CONTRATAPA
“¿Quién te creías que iba a entregar la copa?”
› Por Susana Viau
Mi hijo mayor cumplía dos años el 26 de junio de 1978, el primero de los diez que él y su hermana celebrarían en Madrid. El 26 de junio de 1978 caía en lunes y el lunes, cualquiera sabe, es un mal día para una fiesta infantil. Así que lo adelantamos al domingo, un caluroso domingo de verano. A los que llegaron para quedarse y cuidar de sus críos, todos muy pequeños, se les previno con anticipación: de ningún modo encenderíamos el televisor para ver la final del mundial. Los hombres no protestaron pero bajaron en masa a buscar una pantalla color. Sólo un periodista amigo, el Chino Martínez Zemborain, estuvo de acuerdo con la medida de resistencia doméstica. Cuando los apóstatas regresaron del baño de deporpatriotismo, ni siquiera preguntamos el resultado. Para nosotros y para el Chino, ese del ‘78 iba a ser el mundial que no existió.
La idea del boicot al torneo había unificado al exilio pero acabaría agrietándolo. Se trataba de impedir que el fútbol, una pasión de dentro y de fuera, le diera a la dictadura la atmósfera de normalidad con la que buscaba diferenciarse de lo que ocurría al otro lado de la cordillera. La bestialidad ampulosa de Pinochet saturaba las cuotas de solidaridad europea y los centímetros de la prensa; el salvajismo sibilino del Proceso de Reorganización Nacional era de difícil comprensión. No había bombardeos a la casa de gobierno, el Allende de la metralleta tenía una dignidad de la que carecía por completo Isabel Perón, no había noticias de fusilamientos en los estadios ni montañas de cadáveres en las banquinas. ¿De dónde, entonces, esos relatos truculentos de niños desaparecidos, de decenas de miles asesinados bajo tormento o arrojados vivos al mar? “No me cuentes más películas” parecía leerse en esos rostros del primer mundo que escuchaban con educada gentileza. Pero tantas veces fue el cántaro al agua que, al final, las historias que parecían inverosímiles se transformaron en realidad. La campaña de oposición al Mundial ya no era un imposible. Fue justo entonces que Montoneros pegó la vuelta de campana, por aquello de que una alegría no se le niega a nadie y menos al pueblo. A hombros de la teoría del inocuo ratito de felicidad, al exilio le nacía la patria mundialista. Y el campeonato, como es de dominio público, se hizo.
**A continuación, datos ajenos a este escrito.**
//! The finite-difference engine: a grid plus one operator per dimension.
//!
//! The engine is generic over the representation of its mixed-derivative
//! terms. It starts out with [`CoupledOperator`]s; [`diagonalize`] consumes
//! it and returns an engine over [`DiagonalizedOperator`]s, which is the
//! only kind the Hundsdorfer–Verwer scheme accepts.
//!
//! [`diagonalize`]: FiniteDifferenceEngine::diagonalize

use fd_core::{
    errors::{Error, Result},
    Real, Timer,
};
use tracing::{info, info_span, trace, warn};

use super::banded_operator::{BandedOperator, Combine};
use super::cross::{CoupledOperator, DiagonalizedOperator, MixedOperator};
use super::grid::Grid;
use super::schemes::{Douglas, HundsdorferVerwer, Implicit, Scheme};

/// A dimension of the PDE operator.
#[derive(Debug, Clone, Copy, PartialEq, Eq, Hash, PartialOrd, Ord)]
pub enum Dimension {
    /// Derivatives along a single axis.
    Axis(usize),
    /// The mixed derivative between two axes.
    CrossAxis(usize, usize),
}

/// Borrowed operator of a given [`Dimension`].
#[derive(Debug, Clone, Copy)]
pub enum OperatorRef<'a, C> {
    /// Per-axis banded operator.
    Axis(&'a BandedOperator),
    /// Mixed-derivative operator.
    Cross(&'a C),
}

/// Number of steps of size at most `dt` covering `tenor`.
pub fn steps_for(tenor: Real, dt: Real) -> usize {
    if !(tenor > 0.0 && dt > 0.0) {
        return 0;
    }
    (tenor / dt - 1e-9).ceil().max(0.0) as usize
}

/// A grid and its operators, advanced in time by a [`Scheme`].
#[derive(Debug, Clone, PartialEq)]
pub struct FiniteDifferenceEngine<C = CoupledOperator> {
    grid: Grid,
    axes: Vec<BandedOperator>,
    cross: Vec<((usize, usize), C)>,
}

impl FiniteDifferenceEngine<CoupledOperator> {
    /// An engine with one operator per grid axis and no mixed terms.
    pub fn new(grid: Grid, axes: Vec<BandedOperator>) -> Result<Self> {
        if axes.len() != grid.ndim() {
            return Err(Error::InvalidArgument(format!(
                "{} axis operators for a {}-dimensional grid",
                axes.len(),
                grid.ndim()
            )));
        }
        for (d, op) in axes.iter().enumerate() {
            if op.size() != grid.len() {
                return Err(Error::InvalidArgument(format!(
                    "operator for axis {d} acts on {} points, grid has {}",
                    op.size(),
                    grid.len()
                )));
            }
        }
        Ok(Self {
            grid,
            axes,
            cross: Vec::new(),
        })
    }

    /// Add the mixed term between axes `i < j`.
    pub fn with_cross(mut self, i: usize, j: usize, op: CoupledOperator) -> Result<Self> {
        if !(i < j && j < self.grid.ndim()) {
            return Err(Error::InvalidArgument(format!(
                "cross term ({i}, {j}) on a {}-dimensional grid",
                self.grid.ndim()
            )));
        }
        if op.size() != self.grid.len() {
            return Err(Error::InvalidArgument(format!(
                "cross operator acts on {} points, grid has {}",
                op.size(),
                self.grid.len()
            )));
        }
        self.cross.retain(|(key, _)| *key != (i, j));
        self.cross.push(((i, j), op));
        Ok(self)
    }

    /// Replace every mixed term by its factored form.
    pub fn diagonalize(self) -> FiniteDifferenceEngine<DiagonalizedOperator> {
        FiniteDifferenceEngine {
            grid: self.grid,
            axes: self.axes,
            cross: self
                .cross
                .into_iter()
                .map(|(key, op)| (key, op.diagonalize()))
                .collect(),
        }
    }
}

impl FiniteDifferenceEngine<DiagonalizedOperator> {
    /// Already diagonalized; returns `self` unchanged.
    pub fn diagonalize(self) -> Self {
        self
    }

    /// Run `steps` Hundsdorfer–Verwer steps with weight `theta`.
    pub fn solve_hundsdorfer_verwer(
        &mut self,
        steps: usize,
        dt: Real,
        initial: &[Real],
        theta: Real,
    ) -> Result<Vec<Real>> {
        self.run(&HundsdorferVerwer::new(theta), steps, dt, initial)
    }
}

impl<C: MixedOperator> FiniteDifferenceEngine<C> {
    /// The grid.
    pub fn grid(&self) -> &Grid {
        &self.grid
    }

    /// Mutable access to the grid.
    pub fn grid_mut(&mut self) -> &mut Grid {
        &mut self.grid
    }

    /// Per-axis operators, indexed by axis.
    pub fn axis_operators(&self) -> &[BandedOperator] {
        &self.axes
    }

    /// Mixed terms with the axes they couple.
    pub fn cross_operators(&self) -> impl Iterator<Item = ((usize, usize), &C)> + '_ {
        self.cross.iter().map(|(key, op)| (*key, op))
    }

    /// Every dimension with an operator, axes first.
    pub fn dimensions(&self) -> Vec<Dimension> {
        (0..self.axes.len())
            .map(Dimension::Axis)
            .chain(self.cross.iter().map(|((i, j), _)| Dimension::CrossAxis(*i, *j)))
            .collect()
    }

    /// The operator of `dim`, if present.
    pub fn operator(&self, dim: Dimension) -> Option<OperatorRef<'_, C>> {
        match dim {
            Dimension::Axis(d) => self.axes.get(d).map(OperatorRef::Axis),
            Dimension::CrossAxis(i, j) => self
                .cross
                .iter()
                .find(|(key, _)| *key == (i, j))
                .map(|(_, op)| OperatorRef::Cross(op)),
        }
    }

    /// `L·v`: the sum of every operator applied to `v`.
    pub fn apply(&self, values: &[Real]) -> Vec<Real> {
        let mut out = vec![0.0; values.len()];
        let parts = self
            .axes
            .iter()
            .map(|a| a.apply(values))
            .chain(self.cross.iter().map(|(_, c)| c.apply(values)));
        for part in parts {
            for (o, p) in out.iter_mut().zip(part) {
                *o += p;
            }
        }
        out
    }

    /// The whole operator `L` as one banded matrix.
    pub fn total_operator(&self) -> Result<BandedOperator> {
        let mut total = self
            .axes
            .first()
            .cloned()
            .ok_or_else(|| Error::Precondition("engine has no operators".into()))?;
        for a in &self.axes[1..] {
            total = total.combine(a, Combine::Add)?;
        }
        for (_, c) in &self.cross {
            total = total.combine(&c.to_banded()?, Combine::Add)?;
        }
        Ok(total)
    }

    /// Run `steps` steps of `scheme` from `initial`; the result is also
    /// stored as the grid's current solution.
    pub fn run<S: Scheme<C> + ?Sized>(
        &mut self,
        scheme: &S,
        steps: usize,
        dt: Real,
        initial: &[Real],
    ) -> Result<Vec<Real>> {
        let _span = info_span!("fd_run", scheme = scheme.name(), steps, dt).entered();
        let timer = Timer::start("fd run");
        let values = self.advance(scheme, steps, dt, initial.to_vec(), 0)?;
        let elapsed = timer.stop();
        info!(?elapsed, "run finished");
        self.grid.domain_mut().copy_from_slice(&values);
        Ok(values)
    }

    /// `θ`-weighted implicit steps on the full operator.
    pub fn solve_implicit(
        &mut self,
        steps: usize,
        dt: Real,
        initial: &[Real],
        theta: Real,
    ) -> Result<Vec<Real>> {
        self.run(&Implicit::new(theta), steps, dt, initial)
    }

    /// Douglas ADI steps with weight `theta`.
    pub fn solve_douglas(
        &mut self,
        steps: usize,
        dt: Real,
        initial: &[Real],
        theta: Real,
    ) -> Result<Vec<Real>> {
        self.run(&Douglas::new(theta), steps, dt, initial)
    }

    /// `2·smoothing_steps` fully implicit half steps, then
    /// `steps - smoothing_steps` steps of `scheme`.
    pub fn solve_smooth<S: Scheme<C> + ?Sized>(
        &mut self,
        steps: usize,
        dt: Real,
        initial: &[Real],
        smoothing_steps: usize,
        scheme: &S,
    ) -> Result<Vec<Real>> {
        if smoothing_steps > steps {
            return Err(Error::InvalidArgument(format!(
                "{smoothing_steps} smoothing steps exceed the {steps} steps requested"
            )));
        }
        let _span = info_span!(
            "fd_run_smoothed",
            scheme = scheme.name(),
            steps,
            smoothing_steps,
            dt
        )
        .entered();
        let timer = Timer::start("fd smoothed run");
        let smoothed = self.advance(
            &Implicit::default(),
            2 * smoothing_steps,
            0.5 * dt,
            initial.to_vec(),
            0,
        )?;
        let values = self.advance(
            scheme,
            steps - smoothing_steps,
            dt,
            smoothed,
            2 * smoothing_steps,
        )?;
        let elapsed = timer.stop();
        info!(?elapsed, "smoothed run finished");
        self.grid.domain_mut().copy_from_slice(&values);
        Ok(values)
    }

    fn advance<S: Scheme<C> + ?Sized>(
        &self,
        scheme: &S,
        steps: usize,
        dt: Real,
        mut values: Vec<Real>,
        first_step: usize,
    ) -> Result<Vec<Real>> {
        let name = scheme.name();
        if values.len() != self.grid.len() {
            return Err(Error::InvalidArgument(format!(
                "initial condition has {} values, grid has {}",
                values.len(),
                self.grid.len()
            )));
        }
        if !(dt > 0.0) {
            return Err(Error::InvalidArgument(format!("time step must be positive, got {dt}")));
        }
        if steps == 0 {
            return Ok(values);
        }
        let mut stepper = scheme
            .prepare(self, dt)
            .map_err(|e| e.at_step(name, first_step))?;
        for step in first_step..first_step + steps {
            values = stepper.step(&values).map_err(|e| {
                warn!(scheme = name, step, error = %e, "step failed");
                e.at_step(name, step)
            })?;
            if let Some(bad) = values.iter().position(|v| !v.is_finite()) {
                warn!(scheme = name, step, point = bad, "non-finite value");
                return Err(Error::Solver {
                    scheme: name.to_string(),
                    step,
                    reason: format!("non-finite value at point {bad}"),
                });
            }
            trace!(scheme = name, step, "step done");
        }
        Ok(values)
    }
}

#[cfg(test)]
mod tests {
    use super::*;
    use crate::finite_differences::coefficients::centered;
    use crate::finite_differences::grid::uniform_axis;
    use approx::assert_abs_diff_eq;

    /// Heat equation `u_t = u_xx + u_yy` on the unit square with zero
    /// Dirichlet boundaries.
    fn heat(n: usize) -> FiniteDifferenceEngine {
        let x = uniform_axis(0.0, 1.0, n).unwrap();
        let h = x[1] - x[0];
        let mut d2 = BandedOperator::new(centered(&vec![h; n - 1]).unwrap().second);
        d2.set_row(0, &[]);
        d2.set_row(n - 1, &[]);
        let grid = Grid::new(vec![x.clone(), x], |p| {
            (std::f64::consts::PI * p[0]).sin() * (std::f64::consts::PI * p[1]).sin()
        })
        .unwrap();
        let shape = grid.shape().to_vec();
        let axes = vec![
            d2.for_axis(&shape, 0).unwrap(),
            d2.for_axis(&shape, 1).unwrap(),
        ];
        FiniteDifferenceEngine::new(grid, axes).unwrap()
    }

    fn mixed_engine(n: usize) -> FiniteDifferenceEngine {
        let engine = heat(n);
        let x = engine.grid().axis(0).to_vec();
        let d1 = BandedOperator::new(centered(&vec![x[1] - x[0]; n - 1]).unwrap().first);
        let shape = engine.grid().shape().to_vec();
        let cross = CoupledOperator::new(
            d1.for_axis(&shape, 0).unwrap(),
            d1.for_axis(&shape, 1).unwrap(),
            vec![0.2; n * n],
        )
        .unwrap();
        engine.with_cross(0, 1, cross).unwrap()
    }

    fn decay(n: usize, t: Real) -> Real {
        let x = uniform_axis(0.0, 1.0, n).unwrap();
        let i = n / 2;
        let s = (std::f64::consts::PI * x[i]).sin();
        (-2.0 * std::f64::consts::PI.powi(2) * t).exp() * s * s
    }

    #[test]
    fn steps_cover_tenor() {
        assert_eq!(steps_for(1.0, 1.0 / 150.0), 150);
        assert_eq!(steps_for(1.0, 0.3), 4);
        assert_eq!(steps_for(0.0, 0.1), 0);
    }

    #[test]
    fn dimensions_and_lookup() {
        let e = mixed_engine(9);
        assert_eq!(
            e.dimensions(),
            vec![Dimension::Axis(0), Dimension::Axis(1), Dimension::CrossAxis(0, 1)]
        );
        assert!(matches!(e.operator(Dimension::Axis(1)), Some(OperatorRef::Axis(_))));
        assert!(matches!(
            e.operator(Dimension::CrossAxis(0, 1)),
            Some(OperatorRef::Cross(_))
        ));
        assert!(e.operator(Dimension::Axis(2)).is_none());
    }

    #[test]
    fn total_operator_matches_apply() {
        let e = mixed_engine(7);
        let v: Vec<Real> = (0..49).map(|p| (p as Real * 0.3).cos()).collect();
        let total = e.total_operator().unwrap();
        for (a, b) in total.apply(&v).iter().zip(e.apply(&v)) {
            assert_abs_diff_eq!(*a, b, epsilon = 1e-10);
        }
    }

    #[test]
    fn schemes_reproduce_heat_decay() {
        let n = 21;
        let (t, steps) = (0.05, 50);
        let dt = t / steps as Real;
        let centre = (n / 2) * n + n / 2;
        let expected = decay(n, t);

        let mut e = heat(n);
        let initial = e.grid().initial().to_vec();
        let implicit = e.solve_implicit(steps, dt, &initial, 0.5).unwrap();
        let douglas = e.solve_douglas(steps, dt, &initial, 0.5).unwrap();
        assert_eq!(e.grid().domain(), douglas.as_slice());
        let mut d = e.diagonalize();
        let hv = d
            .solve_hundsdorfer_verwer(steps, dt, &initial, HundsdorferVerwer::default().theta)
            .unwrap();
        for v in [implicit[centre], douglas[centre], hv[centre]] {
            assert_abs_diff_eq!(v, expected, epsilon = 5e-3);
        }
    }

    #[test]
    fn diagonalized_engine_agrees_with_coupled() {
        let coupled = mixed_engine(9);
        let v: Vec<Real> = (0..81).map(|p| (p as Real * 0.17).sin()).collect();
        let lv = coupled.apply(&v);
        let diag = coupled.diagonalize().diagonalize();
        for (a, b) in lv.iter().zip(diag.apply(&v)) {
            assert_abs_diff_eq!(*a, b, epsilon = 1e-12);
        }
    }

    #[test]
    fn smoothing_runs_implicit_half_steps_first() {
        let n = 11;
        let mut a = heat(n);
        let initial = a.grid().initial().to_vec();
        let smooth = a
            .solve_smooth(10, 0.01, &initial, 2, &Douglas::default())
            .unwrap();
        let mut b = heat(n);
        let half = b.solve_implicit(4, 0.005, &initial, 1.0).unwrap();
        let rest = b.solve_douglas(8, 0.01, &half, 0.5).unwrap();
        assert_eq!(smooth, rest);
        assert!(a.solve_smooth(3, 0.01, &initial, 4, &Douglas::default()).is_err());
    }

    #[test]
    fn divergence_names_the_step() {
        let mut e = heat(11);
        let initial = e.grid().initial().to_vec();
        // θ = 0 makes Douglas fully explicit, far beyond its stability limit
        let err = e.solve_douglas(1000, 0.5, &initial, 0.0).unwrap_err();
        match err {
            Error::Solver { scheme, step, .. } => {
                assert_eq!(scheme, "Douglas");
                assert!(step > 0 && step < 1000);
            }
            other => panic!("unexpected {other:?}"),
        }
    }

    #[test]
    fn bad_initial_condition_is_rejected() {
        let mut e = heat(5);
        assert!(matches!(
            e.solve_implicit(1, 0.1, &[0.0; 3], 1.0),
            Err(Error::InvalidArgument(_))
        ));
    }
}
En los bares de Madrid, los españoles, que habían sido eliminados en la primera ronda, por rivalidad con una Europa de la que no se sentían parte y a falta de alternativa propia, hinchaban por el team anfitrión y se abismaban ante el espectáculo de los parroquianos argentinos, enfrentados en dos facciones irreconciliables: la que se abrazaba con los goles del equipo de Menotti y la que, al contrario, se abrazaba cuando los pelotazos iban a parar al fondo de la red del equipo de Menotti.
Ese domingo 25, los Montoneros llamaron a acompañar el triunfo desde la Cibeles. La respuesta fue débil, por obra de la sensatez o, quizás, de los recuerdos que neutralizaron a tiempo el entusiasmo futbolero. Nosotros pusimos un poco de orden en el departamento que los niñitos habían convertido en tierra arrasada y, después de asegurarnos que el partido había terminado, volvimos a encender el televisor. Anochecía, pese al sol todavía alto. El telediario mostraba los festejos, la muchedumbre en las calles de Buenos Aires, los patrulleros rodeados de gente eufórica. Una sensación desagradable impregnó el quinto piso de ese edificio modesto, ubicado en una modesta ciudad dormitorio. Era una mezcla de dolor y de furia, el mismo sabor amargo que reaparecería años más tarde, el 2 de abril, con las imágenes de la Plaza de Mayo arrobada ante el balcón donde se pavoneaba un general borracho. Estábamos, de verdad, muy lejos.
Al día siguiente, los uruguayos de un edificio vecino tomaban mate en la vereda y hablaban del partido. Comentaban que lo habían visto junto a un muchacho argentino, un montonero que se desgañitó gritando por la selección a lo largo de los 90 minutos y llegó al éxtasis con la pitada final. Pero, contaron con un dejo de ironía, habían tenido que frenarlo para que no les rompiera el televisor a patadas cuando registró el gesto de satisfacción dibujado en la cara de Videla. “¡Hijo de puta! “¡Hijo delas remil putas”, chillaba en un virtual ataque de locura. El uruguayo dueño de casa le puso un cable a tierra: “Tranquilizate, botija. No te pongás así, hermano –le dijo– ¿Quién te creías que iba a entregar la copa? ¿Firmenich?”